*** Data records ***

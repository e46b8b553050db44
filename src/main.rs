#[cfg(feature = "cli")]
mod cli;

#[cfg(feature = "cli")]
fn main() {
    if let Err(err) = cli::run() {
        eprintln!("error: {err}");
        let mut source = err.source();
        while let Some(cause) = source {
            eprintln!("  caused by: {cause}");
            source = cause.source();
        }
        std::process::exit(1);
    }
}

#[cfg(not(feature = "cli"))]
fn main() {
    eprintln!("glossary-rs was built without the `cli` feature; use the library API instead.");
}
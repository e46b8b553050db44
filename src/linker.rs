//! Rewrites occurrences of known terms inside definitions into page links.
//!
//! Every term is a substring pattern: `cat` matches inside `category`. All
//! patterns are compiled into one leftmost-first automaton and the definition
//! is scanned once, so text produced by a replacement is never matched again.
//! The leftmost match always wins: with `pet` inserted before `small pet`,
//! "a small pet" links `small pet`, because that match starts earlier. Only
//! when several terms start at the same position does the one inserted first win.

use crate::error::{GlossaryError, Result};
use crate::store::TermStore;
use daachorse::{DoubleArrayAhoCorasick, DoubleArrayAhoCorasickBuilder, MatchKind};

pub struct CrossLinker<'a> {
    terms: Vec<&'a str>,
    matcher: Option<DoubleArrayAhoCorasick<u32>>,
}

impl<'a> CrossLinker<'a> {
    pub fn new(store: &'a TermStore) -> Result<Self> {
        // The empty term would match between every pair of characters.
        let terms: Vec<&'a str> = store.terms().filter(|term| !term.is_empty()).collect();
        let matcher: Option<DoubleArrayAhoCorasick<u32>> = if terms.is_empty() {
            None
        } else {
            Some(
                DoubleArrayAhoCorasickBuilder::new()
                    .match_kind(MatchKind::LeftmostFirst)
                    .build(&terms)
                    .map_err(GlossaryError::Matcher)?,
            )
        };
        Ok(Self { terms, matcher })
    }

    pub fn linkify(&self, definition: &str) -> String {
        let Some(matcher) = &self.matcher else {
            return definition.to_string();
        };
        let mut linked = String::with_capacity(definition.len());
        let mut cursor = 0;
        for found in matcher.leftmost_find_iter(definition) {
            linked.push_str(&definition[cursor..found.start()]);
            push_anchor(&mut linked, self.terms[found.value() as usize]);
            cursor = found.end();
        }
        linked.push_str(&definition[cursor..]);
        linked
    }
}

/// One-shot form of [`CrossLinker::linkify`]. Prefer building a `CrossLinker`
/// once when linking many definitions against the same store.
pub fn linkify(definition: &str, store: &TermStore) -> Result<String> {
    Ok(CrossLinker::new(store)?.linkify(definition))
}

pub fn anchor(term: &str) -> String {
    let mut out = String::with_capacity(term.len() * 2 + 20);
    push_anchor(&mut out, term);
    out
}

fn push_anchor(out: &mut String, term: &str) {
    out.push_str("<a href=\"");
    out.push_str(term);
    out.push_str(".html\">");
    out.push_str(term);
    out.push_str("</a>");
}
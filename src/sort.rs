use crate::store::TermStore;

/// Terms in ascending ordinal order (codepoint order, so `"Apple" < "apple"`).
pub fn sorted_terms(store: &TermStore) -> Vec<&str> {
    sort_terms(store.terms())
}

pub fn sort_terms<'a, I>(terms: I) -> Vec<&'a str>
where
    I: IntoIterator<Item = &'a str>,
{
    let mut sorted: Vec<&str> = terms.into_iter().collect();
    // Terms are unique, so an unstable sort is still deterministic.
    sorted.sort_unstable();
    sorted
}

*** End of Data records ***
*** Data records ***

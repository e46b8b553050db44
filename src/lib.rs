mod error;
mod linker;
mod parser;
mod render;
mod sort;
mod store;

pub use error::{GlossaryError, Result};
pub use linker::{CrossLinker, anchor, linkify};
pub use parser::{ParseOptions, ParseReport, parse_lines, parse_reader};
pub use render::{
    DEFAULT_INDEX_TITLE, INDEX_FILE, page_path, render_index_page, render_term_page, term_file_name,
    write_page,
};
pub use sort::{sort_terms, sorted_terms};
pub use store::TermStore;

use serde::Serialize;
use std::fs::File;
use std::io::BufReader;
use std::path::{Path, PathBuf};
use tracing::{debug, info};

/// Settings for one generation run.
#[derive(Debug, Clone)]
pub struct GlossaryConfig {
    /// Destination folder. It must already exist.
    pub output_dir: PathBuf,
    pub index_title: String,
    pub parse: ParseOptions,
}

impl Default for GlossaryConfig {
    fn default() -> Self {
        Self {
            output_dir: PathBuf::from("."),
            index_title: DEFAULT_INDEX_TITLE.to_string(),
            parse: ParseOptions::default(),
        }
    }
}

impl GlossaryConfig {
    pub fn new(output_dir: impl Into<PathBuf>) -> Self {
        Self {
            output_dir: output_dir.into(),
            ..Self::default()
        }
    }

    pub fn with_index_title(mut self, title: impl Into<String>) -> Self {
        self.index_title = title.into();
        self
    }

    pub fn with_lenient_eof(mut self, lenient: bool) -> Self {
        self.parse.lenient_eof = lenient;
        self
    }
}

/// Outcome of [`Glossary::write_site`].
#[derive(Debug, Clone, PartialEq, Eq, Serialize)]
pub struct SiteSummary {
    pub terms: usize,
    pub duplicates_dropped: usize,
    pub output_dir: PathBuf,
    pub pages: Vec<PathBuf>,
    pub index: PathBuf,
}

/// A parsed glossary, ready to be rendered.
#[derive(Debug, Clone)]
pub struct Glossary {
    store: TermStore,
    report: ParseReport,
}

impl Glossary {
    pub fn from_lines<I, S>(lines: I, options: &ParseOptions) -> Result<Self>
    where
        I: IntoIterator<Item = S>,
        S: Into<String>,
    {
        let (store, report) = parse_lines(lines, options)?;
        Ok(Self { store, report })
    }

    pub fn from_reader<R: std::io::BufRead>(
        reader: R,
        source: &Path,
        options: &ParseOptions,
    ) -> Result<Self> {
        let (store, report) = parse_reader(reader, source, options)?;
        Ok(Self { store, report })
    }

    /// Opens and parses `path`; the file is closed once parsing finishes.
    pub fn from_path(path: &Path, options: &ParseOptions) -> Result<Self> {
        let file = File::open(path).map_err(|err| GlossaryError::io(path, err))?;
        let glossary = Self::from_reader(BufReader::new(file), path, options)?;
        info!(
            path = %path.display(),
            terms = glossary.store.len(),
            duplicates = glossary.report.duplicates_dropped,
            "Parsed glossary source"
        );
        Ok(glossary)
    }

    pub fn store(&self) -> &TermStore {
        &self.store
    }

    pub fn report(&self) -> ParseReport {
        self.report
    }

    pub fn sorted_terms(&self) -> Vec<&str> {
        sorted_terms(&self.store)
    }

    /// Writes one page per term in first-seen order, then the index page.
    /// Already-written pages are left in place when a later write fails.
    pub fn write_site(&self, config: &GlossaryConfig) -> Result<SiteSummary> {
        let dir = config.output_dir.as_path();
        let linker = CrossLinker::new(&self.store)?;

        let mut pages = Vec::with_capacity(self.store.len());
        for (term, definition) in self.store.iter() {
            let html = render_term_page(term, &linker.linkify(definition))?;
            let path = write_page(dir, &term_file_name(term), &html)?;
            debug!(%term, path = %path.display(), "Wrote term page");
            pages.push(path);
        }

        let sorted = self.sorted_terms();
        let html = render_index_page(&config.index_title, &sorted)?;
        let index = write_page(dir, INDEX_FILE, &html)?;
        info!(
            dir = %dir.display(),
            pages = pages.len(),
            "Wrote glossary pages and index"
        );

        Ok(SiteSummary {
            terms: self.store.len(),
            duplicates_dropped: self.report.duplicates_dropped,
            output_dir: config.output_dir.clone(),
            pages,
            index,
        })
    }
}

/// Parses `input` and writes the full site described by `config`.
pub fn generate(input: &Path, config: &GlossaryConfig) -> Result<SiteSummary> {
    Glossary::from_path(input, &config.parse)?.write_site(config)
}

*** End of Data records ***
*** Data records ***

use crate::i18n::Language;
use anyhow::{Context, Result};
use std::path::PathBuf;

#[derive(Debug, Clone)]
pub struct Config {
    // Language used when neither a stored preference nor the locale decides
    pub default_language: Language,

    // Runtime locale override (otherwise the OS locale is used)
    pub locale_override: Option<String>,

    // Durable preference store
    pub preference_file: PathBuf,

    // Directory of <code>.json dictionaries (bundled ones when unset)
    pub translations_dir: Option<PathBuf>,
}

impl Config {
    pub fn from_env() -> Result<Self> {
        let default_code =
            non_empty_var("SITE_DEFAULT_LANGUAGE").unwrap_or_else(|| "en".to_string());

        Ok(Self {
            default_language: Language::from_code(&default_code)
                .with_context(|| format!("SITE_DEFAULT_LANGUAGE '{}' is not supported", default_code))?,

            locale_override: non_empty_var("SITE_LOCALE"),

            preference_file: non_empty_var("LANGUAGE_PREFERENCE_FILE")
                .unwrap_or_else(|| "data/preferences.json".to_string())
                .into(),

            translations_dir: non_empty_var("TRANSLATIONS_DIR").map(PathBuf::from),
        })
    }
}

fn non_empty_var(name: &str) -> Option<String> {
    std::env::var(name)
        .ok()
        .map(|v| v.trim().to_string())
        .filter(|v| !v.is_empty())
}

*** End of Data records ***

**Task objective**:
From the records above, extract exactly and only the lines that begin at the line with "pub fn from_lines<I, S>(lines: I, options: &ParseOptions)" and stop after the line with "let linker = CrossLinker::new(&self.store)?;".

**Solution to the exercise**:
    pub fn from_lines<I, S>(lines: I, options: &ParseOptions) -> Result<Self>
    where
        I: IntoIterator<Item = S>,
        S: Into<String>,
    {
        let (store, report) = parse_lines(lines, options)?;
        Ok(Self { store, report })
    }

    pub fn from_reader<R: std::io::BufRead>(
        reader: R,
        source: &Path,
        options: &ParseOptions,
    ) -> Result<Self> {
        let (store, report) = parse_reader(reader, source, options)?;
        Ok(Self { store, report })
    }

    /// Opens and parses `path`; the file is closed once parsing finishes.
    pub fn from_path(path: &Path, options: &ParseOptions) -> Result<Self> {
        let file = File::open(path).map_err(|err| GlossaryError::io(path, err))?;
        let glossary = Self::from_reader(BufReader::new(file), path, options)?;
        info!(
            path = %path.display(),
            terms = glossary.store.len(),
            duplicates = glossary.report.duplicates_dropped,
            "Parsed glossary source"
        );
        Ok(glossary)
    }

    pub fn store(&self) -> &TermStore {
        &self.store
    }

    pub fn report(&self) -> ParseReport {
        self.report
    }

    pub fn sorted_terms(&self) -> Vec<&str> {
        sorted_terms(&self.store)
    }

    /// Writes one page per term in first-seen order, then the index page.
    /// Already-written pages are left in place when a later write fails.
    pub fn write_site(&self, config: &GlossaryConfig) -> Result<SiteSummary> {
        let dir = config.output_dir.as_path();
        let linker = CrossLinker::new(&self.store)?;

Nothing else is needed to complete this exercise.